Previous case reports have discussed the use of intravenous administration of valproate in the acutely manic patient who is temporarily unable to take oral medications. It is an attractive alternative to IV benzodiazepines or antipsychotics which, although effective, can have many serious side effects, including respiratory depression, sedation, extrapyramidal symptoms, neuroleptic malignant syndrome, and QTc prolongation. Thus, IV valproate may be a more appropriate choice in patients with preexisting risk factors for respiratory depression, a history of extrapyramidal symptoms or neuroleptic malignant syndrome, congenital QT prolongation, or uncontrolled electrolyte disturbances which might predispose to cardiac arrhythmias. The most common adverse effects noted with intravenous valproate administration have been nausea, headache, injection site reaction, dizziness, somnolence, and taste perversion, all occurring in less than 2.5% of patients.3
According to the package insert (Depacon, Abbott Laboratories), total daily dose of valproate sodium injection should be equivalent to that of oral divalproex sodium and given at the same frequency, although steady-state serum level equivalency has yet to be studied in dosing less frequent than QID. IV valproate sodium is supplied 100 mg per ml in 5 ml single-use vials, and Abbott Laboratories recommends administration over a 60 minute period, not to exceed 20 mg/min, although infusion rates of 3—6 mg/kg/min have been shown to be well-tolerated.7 Our patient was given infusions of 250 mg over 60 minute TID and tolerated this well.

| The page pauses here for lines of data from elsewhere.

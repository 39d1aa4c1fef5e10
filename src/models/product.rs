use chrono::{DateTime, Utc};
use serde::{Deserialize, Serialize};
use sqlx::FromRow;
use uuid::Uuid;
use validator::Validate;

use crate::error::AppError;

/// Represents a product as stored in the database and returned by the API.
#[derive(Debug, Clone, PartialEq, Serialize, Deserialize, FromRow, Validate)]
pub struct Product {
    /// Unique identifier for the product (UUID v4), assigned at creation.
    pub id: Uuid,
    /// Display name. Must not be empty.
    #[validate(length(min = 1, message = "name is required"))]
    pub name: String,
    /// Unit price. Must not be negative.
    #[validate(range(min = 0.0, message = "price must not be negative"))]
    pub price: f64,
    /// Timestamp of when the product was created.
    pub created_at: DateTime<Utc>,
}

impl Product {
    /// Creates a new `Product` with a fresh id and the current time as `created_at`.
    ///
    /// Fails with `AppError::Validation` if `name` is empty or `price` is negative.
    pub fn new(name: impl Into<String>, price: f64) -> Result<Self, AppError> {
        let product = Self {
            id: Uuid::new_v4(),
            name: name.into(),
            price,
            created_at: Utc::now(),
        };
        product.validate()?;
        Ok(product)
    }

    /// Replaces every client-owned field with the values from `input`.
    ///
    /// `id` and `created_at` are server-owned and kept as they are.
    pub fn overwrite(self, input: ProductInput) -> Result<Self, AppError> {
        let product = Self {
            name: input.name,
            price: input.price,
            ..self
        };
        product.validate()?;
        Ok(product)
    }
}

/// Request body for creating or replacing a product.
#[derive(Debug, Clone, Serialize, Deserialize, Validate)]
pub struct ProductInput {
    #[validate(length(min = 1, message = "name is required"))]
    pub name: String,
    #[validate(range(min = 0.0, message = "price must not be negative"))]
    pub price: f64,
}

/// Ordering applied to product listings, by creation time.
#[derive(Debug, Clone, Copy, PartialEq, Eq, Default)]
pub enum SortDirection {
    #[default]
    Asc,
    Desc,
}

impl SortDirection {
    /// Parses `"asc"` or `"desc"`; anything else falls back to ascending.
    pub fn parse_or_default(value: &str) -> Self {
        match value {
            "desc" => SortDirection::Desc,
            _ => SortDirection::Asc,
        }
    }

    pub fn as_sql(&self) -> &'static str {
        match self {
            SortDirection::Asc => "ASC",
            SortDirection::Desc => "DESC",
        }
    }
}

/// Raw query parameters of the product listing endpoint.
///
/// Values are kept as strings so that unparsable numbers fall back to their
/// defaults instead of failing the request.
#[derive(Debug, Default, Serialize, Deserialize)]
pub struct ProductQuery {
    pub page: Option<String>,
    pub limit: Option<String>,
    pub sort: Option<String>,
}

impl ProductQuery {
    pub const DEFAULT_PAGE: u32 = 0;
    pub const DEFAULT_LIMIT: u32 = 10;

    pub fn page(&self) -> u32 {
        parse_or(self.page.as_deref(), Self::DEFAULT_PAGE)
    }

    pub fn limit(&self) -> u32 {
        parse_or(self.limit.as_deref(), Self::DEFAULT_LIMIT)
    }

    pub fn sort(&self) -> SortDirection {
        self.sort
            .as_deref()
            .map(SortDirection::parse_or_default)
            .unwrap_or_default()
    }
}

fn parse_or(value: Option<&str>, default: u32) -> u32 {
    value
        .and_then(|raw| raw.trim().parse().ok())
        .unwrap_or(default)
}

In this case, intravenous valproate was effective as a mood stablizer and was well-tolerated. We would like to encourage our colleagues to consider intravenous administration of valproate sodium as maintenance therapy for patients with bipolar disorder who are temporarily unable to take oral medication, especially those patients with relative contraindications to, or problematic side effects from, IV benzodiazepines or antipsychotics. Further study is needed to evaluate IV valproate’s long-term efficacy in preventing manic or depressive relapse.